**INFORMATION SUPPLIED**
Segment Open

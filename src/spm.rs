//! SPM heartbeat scheduler and SPMR throttling (spec.md §4.5).
use std::collections::HashMap;
use std::sync::Mutex;
use std::time::{Duration, Instant};

use crate::Tsi;

/// Heartbeat schedule state (spec.md §3 "SPM Schedule").
///
/// The configured `heartbeat_intervals` are the finite sequence `ihb_1..ihb_n`
/// from spec.md §6; the leading ambient marker and trailing sentinel from the
/// data model are implicit here (index `None` *is* ambient mode; running off
/// the end of the vec transitions to it), rather than literal sentinel
/// entries in the stored vector.
struct Schedule {
    heartbeat_intervals: Vec<Duration>,
    ambient_interval: Duration,
    /// `Some(i)` walks the configured heartbeat sequence; `None` means ambient cadence.
    index: Option<usize>,
    next_deadline: Instant,
    spm_sqn: u32,
}

/// Drives SPM cadence: immediate reset after a data burst, then a decaying
/// sequence of heartbeat intervals, falling back to an ambient period.
pub struct SpmSchedule {
    state: Mutex<Schedule>,
}

impl SpmSchedule {
    /// Builds a schedule starting in ambient mode.
    pub fn new(heartbeat_intervals: Vec<Duration>, ambient_interval: Duration) -> Self {
        Self {
            state: Mutex::new(Schedule {
                heartbeat_intervals,
                ambient_interval,
                index: None,
                next_deadline: Instant::now() + ambient_interval,
                spm_sqn: 0,
            }),
        }
    }

    /// Resets the schedule to index 1 after an original data emission,
    /// returning the new deadline and whether it precedes the deadline that
    /// was scheduled before this call. A caller on an application thread
    /// should prod the sleeping timer thread when the latter is `true`,
    /// since the timer thread's sleep was computed from the stale deadline.
    pub fn reset_after_burst(&self, now: Instant) -> (Instant, bool) {
        let mut s = self.state.lock().unwrap();
        let previous = s.next_deadline;
        s.index = if s.heartbeat_intervals.is_empty() { None } else { Some(0) };
        let interval = s.index.map(|i| s.heartbeat_intervals[i]).unwrap_or(s.ambient_interval);
        s.next_deadline = now + interval;
        (s.next_deadline, s.next_deadline < previous)
    }

    /// The currently scheduled deadline.
    pub fn current_deadline(&self) -> Instant {
        self.state.lock().unwrap().next_deadline
    }

    /// Called by the timer thread when `current_deadline()` has passed.
    /// Advances to the next step of the schedule (or to ambient cadence
    /// after the sentinel) and returns the new deadline.
    pub fn on_deadline_fired(&self, now: Instant) -> Instant {
        let mut s = self.state.lock().unwrap();
        let interval = match s.index {
            Some(i) if i + 1 < s.heartbeat_intervals.len() => {
                s.index = Some(i + 1);
                s.heartbeat_intervals[i + 1]
            }
            Some(_) => {
                s.index = None;
                s.ambient_interval
            }
            None => s.ambient_interval,
        };
        s.next_deadline = now + interval;
        s.next_deadline
    }

    /// Allocates the next monotonically increasing SPM sequence number.
    pub fn next_spm_sqn(&self) -> u32 {
        let mut s = self.state.lock().unwrap();
        let sqn = s.spm_sqn;
        s.spm_sqn = s.spm_sqn.wrapping_add(1);
        sqn
    }
}

/// Per-TSI SPMR response throttle: at most one SPM sent in response to a
/// peer's SPMR per `IHB_MIN` interval (spec.md §4.5).
pub struct SpmrThrottle {
    ihb_min: Duration,
    last_response: Mutex<HashMap<Tsi, Instant>>,
}

impl SpmrThrottle {
    /// Builds a throttle gating responses to at most one per `ihb_min`.
    pub fn new(ihb_min: Duration) -> Self {
        Self {
            ihb_min,
            last_response: Mutex::new(HashMap::new()),
        }
    }

    /// Returns `true` if an SPM should be sent now in response to an SPMR
    /// from `peer`, recording the response time if so.
    pub fn allow(&self, peer: Tsi, now: Instant) -> bool {
        let mut last = self.last_response.lock().unwrap();
        match last.get(&peer) {
            Some(prev) if now.duration_since(*prev) < self.ihb_min => false,
            _ => {
                last.insert(peer, now);
                true
            }
        }
    }
}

Segment Closed

**HOW TO COMPLETE THIS TASK**
Look above for the line holding "use std::collections::HashMap;" and the line holding "than literal sentinel". Retype both, and every line between them, word for word and nothing else.

**EXPECTED ANSWER**
use std::collections::HashMap;
use std::sync::Mutex;
use std::time::{Duration, Instant};

use crate::Tsi;

/// Heartbeat schedule state (spec.md §3 "SPM Schedule").
///
/// The configured `heartbeat_intervals` are the finite sequence `ihb_1..ihb_n`
/// from spec.md §6; the leading ambient marker and trailing sentinel from the
/// data model are implicit here (index `None` *is* ambient mode; running off
/// the end of the vec transitions to it), rather than literal sentinel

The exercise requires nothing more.